- Born: 24 May 1950 (age 76) Australia
- Education: Monash University
- Occupations: Actor, writer
- Known for: Water Under the Bridge (1980) Neighbours (1985; 1998)
- Spouse: Denise Drysdale ​ ​(m. 1979; div. 1990)​
- Children: 2

= Christopher Milne =

Australian actor and writer

Christopher Milne (born 24 May 1950) is an Australian actor and writer who has scripted episodes of Prisoner and Neighbours, as well as appearing on the shows as a performer.

==Early life==
Milne studied a Bachelor of Civil Engineering at Melbourne's Monash University. After graduating, he worked as an engineer for 18 months, before realising it wasn't for him. He then joined a theatre group and trained with a film and television school, before auditioning for various television roles. Between acting roles, he drove a taxi and picked potatoes for extra income.

==Career==
Milne played Chris in the soap opera Bellbird from 1967 until 1977. He appeared in the 1979 vampire horror film Thirst and the 1979 sexploitation film Felicity.
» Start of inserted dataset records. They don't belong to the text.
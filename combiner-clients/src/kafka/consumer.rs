use crate::kafka::{BINARY_CONTENT_TYPE, ConsumeError, ConsumeResult, V2_CONTENT_TYPE, message};
use base64::Engine;
use base64::engine::general_purpose::STANDARD;
use combiner_core::model::QueueMessage;
use error_stack::{Report, ResultExt};
use reqwest::header::{ACCEPT, CONTENT_TYPE};
use reqwest::{Client, Response};
use serde::Deserialize;
use serde_json::json;
use std::time::Duration;
use tokio::sync::{mpsc, watch};
use tracing::{debug, error, info, instrument, warn};

const DEFAULT_POLL_INTERVAL: Duration = Duration::from_secs(1);

#[derive(Debug, Clone)]
pub struct ConsumerConfig {
    pub proxy_addr: String,
    pub group: String,
    pub topic: String,
    pub offset_reset: String,
    /// Wait between empty polls, and before retrying after a proxy error.
    pub poll_interval: Duration,
}

impl ConsumerConfig {
    pub fn new(
        proxy_addr: impl Into<String>,
        group: impl Into<String>,
        topic: impl Into<String>,
    ) -> Self {
        Self {
            proxy_addr: proxy_addr.into().trim_end_matches('/').to_string(),
            group: group.into(),
            topic: topic.into(),
            offset_reset: "latest".to_string(),
            poll_interval: DEFAULT_POLL_INTERVAL,
        }
    }

    pub fn with_poll_interval(mut self, poll_interval: Duration) -> Self {
        self.poll_interval = poll_interval;
        self
    }
}

#[derive(Debug, Deserialize)]
struct CreatedInstance {
    instance_id: String,
}

#[derive(Debug, Deserialize)]
struct Record {
    #[serde(default)]
    value: Option<String>,
    #[serde(default)]
    offset: i64,
}

/// Pulls FT messages for one topic from a Kafka REST proxy consumer group.
#[derive(Debug, Clone)]
pub struct ProxyConsumer {
    client: Client,
    config: ConsumerConfig,
}

impl ProxyConsumer {
    pub fn new(client: Client, config: ConsumerConfig) -> Self {
        Self { client, config }
    }

    pub fn topic(&self) -> &str {
        &self.config.topic
    }

    /// Polls until `shutdown` flips to true or `sink` closes, then deletes the consumer instance.
    #[instrument(skip_all, name = "proxy_consumer#run", fields(topic = %self.config.topic, group = %self.config.group))]
    pub async fn run(self, sink: mpsc::Sender<QueueMessage>, mut shutdown: watch::Receiver<bool>) {
        info!("consumer started");
        let mut instance: Option<String> = None;

        loop {
            if *shutdown.borrow() {
                break;
            }

            let idle = match self.poll_once(&mut instance).await {
                Ok(messages) => {
                    let idle = messages.is_empty();
                    for message in messages {
                        if sink.send(message).await.is_err() {
                            warn!("message channel closed");
                            self.release(instance.take()).await;
                            return;
                        }
                    }
                    idle
                }
                Err(e) => {
                    error!("consuming from the queue proxy failed: {e:?}");
                    self.release(instance.take()).await;
                    true
                }
            };

            if idle {
                tokio::select! {
                    changed = shutdown.changed() => {
                        if changed.is_err() {
                            break;
                        }
                    }
                    _ = tokio::time::sleep(self.config.poll_interval) => {}
                }
            }
        }

        self.release(instance.take()).await;
        info!("consumer stopped");
    }

    async fn poll_once(&self, instance: &mut Option<String>) -> ConsumeResult<Vec<QueueMessage>> {
        let instance_url = match instance {
            Some(instance_url) => instance_url.clone(),
            None => {
                let instance_url = self.create_instance().await?;
                *instance = Some(instance_url.clone());
                self.subscribe(&instance_url).await?;
                instance_url
            }
        };

        let records = self.records(&instance_url).await?;
        Ok(records.into_iter().filter_map(decode_record).collect())
    }

    async fn create_instance(&self) -> ConsumeResult<String> {
        let url = format!("{}/consumers/{}", self.config.proxy_addr, self.config.group);
        let response = self
            .client
            .post(&url)
            .header(CONTENT_TYPE, V2_CONTENT_TYPE)
            .json(&json!({
                "auto.offset.reset": self.config.offset_reset,
                "auto.commit.enable": "true",
                "format": "binary",
            }))
            .send()
            .await
            .change_context(ConsumeError::CreateInstance)
            .attach_with(|| url.clone())?;
        let response = expect_success(response, ConsumeError::CreateInstance, &url)?;

        let created: CreatedInstance = response
            .json()
            .await
            .change_context(ConsumeError::CreateInstance)?;
        debug!("created consumer instance {}", created.instance_id);
        Ok(format!("{url}/instances/{}", created.instance_id))
    }

    async fn subscribe(&self, instance_url: &str) -> ConsumeResult<()> {
        let url = format!("{instance_url}/subscription");
        let response = self
            .client
            .post(&url)
            .header(CONTENT_TYPE, V2_CONTENT_TYPE)
            .json(&json!({ "topics": [self.config.topic] }))
            .send()
            .await
            .change_context(ConsumeError::Subscribe)
            .attach_with(|| url.clone())?;
        expect_success(response, ConsumeError::Subscribe, &url)?;
        Ok(())
    }

    async fn records(&self, instance_url: &str) -> ConsumeResult<Vec<Record>> {
        let url = format!("{instance_url}/records");
        let response = self
            .client
            .get(&url)
            .header(ACCEPT, BINARY_CONTENT_TYPE)
            .send()
            .await
            .change_context(ConsumeError::Poll)
            .attach_with(|| url.clone())?;
        let response = expect_success(response, ConsumeError::Poll, &url)?;

        response.json().await.change_context(ConsumeError::Poll)
    }

    async fn release(&self, instance: Option<String>) {
        let Some(instance_url) = instance else {
            return;
        };

        let deleted = self
            .client
            .delete(&instance_url)
            .header(CONTENT_TYPE, V2_CONTENT_TYPE)
            .send()
            .await
            .change_context(ConsumeError::DeleteInstance)
            .and_then(|response| {
                expect_success(response, ConsumeError::DeleteInstance, &instance_url)
            });
        match deleted {
            Ok(_) => debug!("deleted consumer instance {instance_url}"),
            Err(e) => warn!("could not delete consumer instance: {e:?}"),
        }
    }
}

fn expect_success(response: Response, context: ConsumeError, url: &str) -> ConsumeResult<Response> {
    let status = response.status();
    if status.is_success() {
        Ok(response)
    } else {
        Err(Report::new(context).attach(format!("{url} responded with status {status}")))
    }
}

fn decode_record(record: Record) -> Option<QueueMessage> {
    let value = record.value?;
    let decoded = match STANDARD.decode(value.as_bytes()) {
        Ok(decoded) => decoded,
        Err(e) => {
            warn!("skipping record at offset {}: {e}", record.offset);
            return None;
        }
    };
    let raw = match String::from_utf8(decoded) {
        Ok(raw) => raw,
        Err(e) => {
            warn!("skipping record at offset {}: {e}", record.offset);
            return None;
        }
    };

    match message::decode(&raw) {
        Ok(message) => Some(message),
        Err(e) => {
            warn!("skipping record at offset {}: {e}", record.offset);
            None
        }
    }
}
use axum::Router;
use tokio::net::TcpListener;

/// Serves `router` on an ephemeral local port and returns its base URL.
pub async fn serve(router: Router) -> String {
    let listener = TcpListener::bind("127.0.0.1:0").await.unwrap();
    let addr = listener.local_addr().unwrap();
    tokio::spawn(async move {
        axum::serve(listener, router).await.unwrap();
    });
    format!("http://{addr}")
}
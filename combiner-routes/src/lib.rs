pub mod error;
mod metrics;
pub mod routes;
pub mod service;
pub mod state;
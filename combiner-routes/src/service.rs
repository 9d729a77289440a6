use combiner_core::ForcePublisher;
use combiner_core::result::PublishResult;
use std::sync::Arc;
use tracing::instrument;

/// Shares one publisher between every request handler.
#[derive(Debug)]
pub struct PublishService<P> {
    publisher: Arc<P>,
}

impl<P> Clone for PublishService<P> {
    fn clone(&self) -> Self {
        Self {
            publisher: Arc::clone(&self.publisher),
        }
    }
}

impl<P: ForcePublisher> PublishService<P> {
    pub fn new(publisher: P) -> Self {
        Self {
            publisher: Arc::new(publisher),
        }
    }

    #[instrument(skip_all, name = "service#force_publish")]
    pub async fn force_publish(&self, uuid: &str, tid: Option<String>) -> PublishResult<()> {
        self.publisher.force_publish(uuid, tid).await
    }
}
He played Ben Mazzini in 1980 miniseries Water Under The Bridge, based on the Australian book of the same name, alongside Judy Davis.

Milne originated the character of Philip Martin on Neighbours in 1985, when the program aired on Network Seven, before Ian Rawlings took over the role in 1992. He returned to Neighbours in 1998, to play journalist Declan Hewitt.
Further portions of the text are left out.